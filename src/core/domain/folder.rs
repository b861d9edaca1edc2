//! Folder models.

use chrono::{DateTime, Utc};
use serde::{Deserialize, Serialize};

use crate::core::remote::RemoteFolder;
use crate::core::types::{FolderId, NameOrId, UserId};

/// Desired shape of a folder.
#[derive(Debug, Clone, PartialEq, Eq, Serialize, Deserialize)]
pub struct FolderSpec {
    pub name: String,
    /// Name or id of the parent folder. Absent or empty means top level.
    #[serde(default, skip_serializing_if = "Option::is_none")]
    pub parent: Option<NameOrId>,
}

impl FolderSpec {
    pub fn new(name: impl Into<String>) -> Self {
        Self {
            name: name.into(),
            parent: None,
        }
    }

    /// Place the folder under `parent` (a name or an id).
    pub fn under(mut self, parent: impl Into<NameOrId>) -> Self {
        self.parent = Some(parent.into());
        self
    }
}

/// Observed state of a folder.
#[derive(Debug, Clone, PartialEq, Eq, Serialize, Deserialize)]
pub struct Folder {
    pub id: FolderId,
    pub name: String,
    /// Resolved parent id, never the name the caller declared.
    pub parent_id: Option<FolderId>,
    pub personal: bool,
}

impl From<RemoteFolder> for Folder {
    fn from(f: RemoteFolder) -> Self {
        Self {
            id: f.id,
            name: f.name,
            parent_id: f.folder_parent_id.filter(|p| !p.is_empty()),
            personal: f.personal,
        }
    }
}

/// A folder as reported by the folder listing, with authorship metadata.
#[derive(Debug, Clone, PartialEq, Eq, Serialize, Deserialize)]
pub struct FolderInfo {
    pub id: FolderId,
    pub name: String,
    pub parent_id: Option<FolderId>,
    pub personal: bool,
    pub created: DateTime<Utc>,
    pub modified: DateTime<Utc>,
    pub created_by: UserId,
    pub modified_by: UserId,
}

impl From<RemoteFolder> for FolderInfo {
    fn from(f: RemoteFolder) -> Self {
        Self {
            id: f.id,
            name: f.name,
            parent_id: f.folder_parent_id.filter(|p| !p.is_empty()),
            personal: f.personal,
            created: f.created,
            modified: f.modified,
            created_by: f.created_by,
            modified_by: f.modified_by,
        }
    }
}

▬▬▬▬▬▬▬▬▬▬

:: PROMPT ::
Above are the records; copy all of them exactly.

:: ANSWER BELOW ::
filename src/core/domain/folder.rs
repository b861d9edaca1edc2
//! Folder models.

use chrono::{DateTime, Utc};
use serde::{Deserialize, Serialize};

use crate::core::remote::RemoteFolder;
use crate::core::types::{FolderId, NameOrId, UserId};

/// Desired shape of a folder.
#[derive(Debug, Clone, PartialEq, Eq, Serialize, Deserialize)]
pub struct FolderSpec {
    pub name: String,
    /// Name or id of the parent folder. Absent or empty means top level.
    #[serde(default, skip_serializing_if = "Option::is_none")]
    pub parent: Option<NameOrId>,
}

impl FolderSpec {
    pub fn new(name: impl Into<String>) -> Self {
        Self {
            name: name.into(),
            parent: None,
        }
    }

    /// Place the folder under `parent` (a name or an id).
    pub fn under(mut self, parent: impl Into<NameOrId>) -> Self {
        self.parent = Some(parent.into());
        self
    }
}

/// Observed state of a folder.
#[derive(Debug, Clone, PartialEq, Eq, Serialize, Deserialize)]
pub struct Folder {
    pub id: FolderId,
    pub name: String,
    /// Resolved parent id, never the name the caller declared.
    pub parent_id: Option<FolderId>,
    pub personal: bool,
}

impl From<RemoteFolder> for Folder {
    fn from(f: RemoteFolder) -> Self {
        Self {
            id: f.id,
            name: f.name,
            parent_id: f.folder_parent_id.filter(|p| !p.is_empty()),
            personal: f.personal,
        }
    }
}

/// A folder as reported by the folder listing, with authorship metadata.
#[derive(Debug, Clone, PartialEq, Eq, Serialize, Deserialize)]
pub struct FolderInfo {
    pub id: FolderId,
    pub name: String,
    pub parent_id: Option<FolderId>,
    pub personal: bool,
    pub created: DateTime<Utc>,
    pub modified: DateTime<Utc>,
    pub created_by: UserId,
    pub modified_by: UserId,
}

impl From<RemoteFolder> for FolderInfo {
    fn from(f: RemoteFolder) -> Self {
        Self {
            id: f.id,
            name: f.name,
            parent_id: f.folder_parent_id.filter(|p| !p.is_empty()),
            personal: f.personal,
            created: f.created,
            modified: f.modified,
            created_by: f.created_by,
            modified_by: f.modified_by,
        }
    }
}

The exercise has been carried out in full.